Gene regulation, whether by introns or by regulator genes, forms one aspect of the burgeoning field of epigenetics, which concerns itself with the process of differential gene expression. In a classic study published in 2004, biologists at McGill University in Montreal identified a regulatory sequence in rat pups that lowered stress hormone production when the mother groomed them; their production of the hormone stayed low throughout their lives. Moreover, the researchers could adjust the gene in healthy adults to increase their stress, and in agitated adults to lower it.

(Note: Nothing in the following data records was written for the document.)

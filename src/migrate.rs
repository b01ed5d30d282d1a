use anyhow::Result;
use sqlx::SqlitePool;

/// Create the run and step checkpoint tables. Idempotent.
pub async fn migrate_runs(pool: &SqlitePool) -> Result<()> {
    sqlx::query(
        r#"
        CREATE TABLE IF NOT EXISTS runs (
            namespace TEXT NOT NULL,
            run_id TEXT NOT NULL,
            entity_id TEXT NOT NULL,
            generation INTEGER NOT NULL,
            task_queue TEXT NOT NULL,
            state TEXT NOT NULL,
            code TEXT NOT NULL,
            last_error TEXT,
            created_at INTEGER NOT NULL,
            updated_at INTEGER NOT NULL,
            PRIMARY KEY (namespace, run_id)
        )
        "#,
    )
    .execute(pool)
    .await?;

    sqlx::query(
        r#"
        CREATE TABLE IF NOT EXISTS run_steps (
            namespace TEXT NOT NULL,
            run_id TEXT NOT NULL,
            generation INTEGER NOT NULL,
            step TEXT NOT NULL,
            attempts INTEGER NOT NULL DEFAULT 0,
            completed INTEGER NOT NULL DEFAULT 0,
            output_json TEXT,
            last_error TEXT,
            updated_at INTEGER NOT NULL,
            PRIMARY KEY (namespace, run_id, generation, step)
        )
        "#,
    )
    .execute(pool)
    .await?;

    sqlx::query(
        r#"
        CREATE TABLE IF NOT EXISTS run_history (
            namespace TEXT NOT NULL,
            run_id TEXT NOT NULL,
            generation INTEGER NOT NULL,
            entity_id TEXT NOT NULL,
            state TEXT NOT NULL,
            last_error TEXT,
            created_at INTEGER NOT NULL,
            updated_at INTEGER NOT NULL,
            archived_at INTEGER NOT NULL,
            PRIMARY KEY (namespace, run_id, generation)
        )
        "#,
    )
    .execute(pool)
    .await?;

    sqlx::query("CREATE INDEX IF NOT EXISTS idx_runs_state ON runs(namespace, state)")
        .execute(pool)
        .await?;
    sqlx::query("CREATE INDEX IF NOT EXISTS idx_runs_updated_at ON runs(updated_at DESC)")
        .execute(pool)
        .await?;

    Ok(())
}

/// Create the message log and committed-offset tables. Idempotent.
pub async fn migrate_broker(pool: &SqlitePool) -> Result<()> {
    sqlx::query(
        r#"
        CREATE TABLE IF NOT EXISTS messages (
            topic TEXT NOT NULL,
            partition_id INTEGER NOT NULL,
            msg_offset INTEGER NOT NULL,
            msg_key TEXT,
            payload BLOB NOT NULL,
            published_at INTEGER NOT NULL,
            PRIMARY KEY (topic, partition_id, msg_offset)
        )
        "#,
    )
    .execute(pool)
    .await?;

    sqlx::query(
        r#"
        CREATE TABLE IF NOT EXISTS consumer_offsets (
            group_id TEXT NOT NULL,
            topic TEXT NOT NULL,
            partition_id INTEGER NOT NULL,
            next_offset INTEGER NOT NULL,
            updated_at INTEGER NOT NULL,
            PRIMARY KEY (group_id, topic, partition_id)
        )
        "#,
    )
    .execute(pool)
    .await?;

    Ok(())
}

Though not their intention, the study provided the genetic evidence to prove Freud right: what happens in childhood has a lasting, though theoretically reversible, biological effect on adult behaviour.
Epigenetics is just one of many disciplines supercharged by the Human Genome Project. Another is proteomics, which focuses on the structure and function of proteins within an organism. It shows us more clearly how our genes and proteins coexist and interact with the genes and proteins of the trillions of microbes each of us hosts. Indeed, our bodies contain ten times more microbial cells than human cells. Human microbiomics studies the approximately three million microbial genes in the human body, a genetic load so massive it is almost nonsensical to talk about “our” bodies at all. The food we eat, the drugs we consume, our emotional and social environments, or whether we get vaccinated (“vaccinomics,” of course)—all these factors affect how our genes are expressed. Each action sets in motion a Rubik’s cube of metabolic variables we have only begun to comprehend.
As medical science struggles to apply these new discoveries to society’s benefit, human genome research, now unstoppable, continues to evolve. Ironically, though, this initiative to tailor health care to the individual genome—the touchstone of the Human Genome Project and personalized medicine—increasingly reveals that our genes, and we as individuals, do not function in isolation from other life forms and the environments we all inhabit. Whatever secrets genes contain, our book of life and that of a microbe remain written in the same language.
This appeared in the May 2012 issue.